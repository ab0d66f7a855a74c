// SPDX-FileCopyrightText: 2026 Palaver Contributors
// SPDX-License-Identifier: MIT OR Apache-2.0

//! Chat-protocol client contract.
//!
//! The transport, encryption, and pairing handshake live in an external client
//! library. Palaver only constructs handles through a
//! [`ProtocolClientFactory`] and consumes their event stream.

use std::sync::Arc;

use async_trait::async_trait;
use tokio::sync::mpsc;

use crate::auth::AuthState;
use crate::error::PalaverError;
use crate::protocol::{MessageKey, OutgoingContent, Presence, ProtocolEvent, SendReceipt, WireMessage};

/// A live connection object for one session.
#[async_trait]
pub trait ProtocolHandle: Send + Sync {
    /// Send content to a canonical chat address.
    async fn send(&self, to: &str, content: OutgoingContent) -> Result<SendReceipt, PalaverError>;

    /// Mark messages as read.
    async fn read_messages(&self, keys: &[MessageKey]) -> Result<(), PalaverError>;

    /// Emit a presence signal, optionally scoped to one chat.
    async fn send_presence(&self, presence: Presence, to: Option<&str>) -> Result<(), PalaverError>;

    /// Download the media payload of a message.
    async fn download_media(&self, message: &WireMessage) -> Result<Vec<u8>, PalaverError>;

    /// Close the connection without invalidating credentials.
    async fn end(&self) -> Result<(), PalaverError>;

    /// Log the device out, invalidating credentials server-side.
    async fn logout(&self) -> Result<(), PalaverError>;
}

/// A freshly constructed handle with its event stream.
///
/// Dropping `events` detaches every listener of the handle.
pub struct ProtocolConnection {
    pub handle: Arc<dyn ProtocolHandle>,
    pub events: mpsc::Receiver<ProtocolEvent>,
}

/// Builds protocol handles from persisted credentials.
#[async_trait]
pub trait ProtocolClientFactory: Send + Sync {
    async fn connect(
        &self,
        session_id: &str,
        auth: AuthState,
    ) -> Result<ProtocolConnection, PalaverError>;

    /// Drop any client-side cached store for the session.
    fn evict_cache(&self, _session_id: &str) {}
}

--- --- ---

Everything from the line with "async fn logout(&self)" through the final line of the entries above must be duplicated exactly; both ends belong, and no other line does.

    async fn logout(&self) -> Result<(), PalaverError>;
}

/// A freshly constructed handle with its event stream.
///
/// Dropping `events` detaches every listener of the handle.
pub struct ProtocolConnection {
    pub handle: Arc<dyn ProtocolHandle>,
    pub events: mpsc::Receiver<ProtocolEvent>,
}

/// Builds protocol handles from persisted credentials.
#[async_trait]
pub trait ProtocolClientFactory: Send + Sync {
    async fn connect(
        &self,
        session_id: &str,
        auth: AuthState,
    ) -> Result<ProtocolConnection, PalaverError>;

    /// Drop any client-side cached store for the session.
    fn evict_cache(&self, _session_id: &str) {}
}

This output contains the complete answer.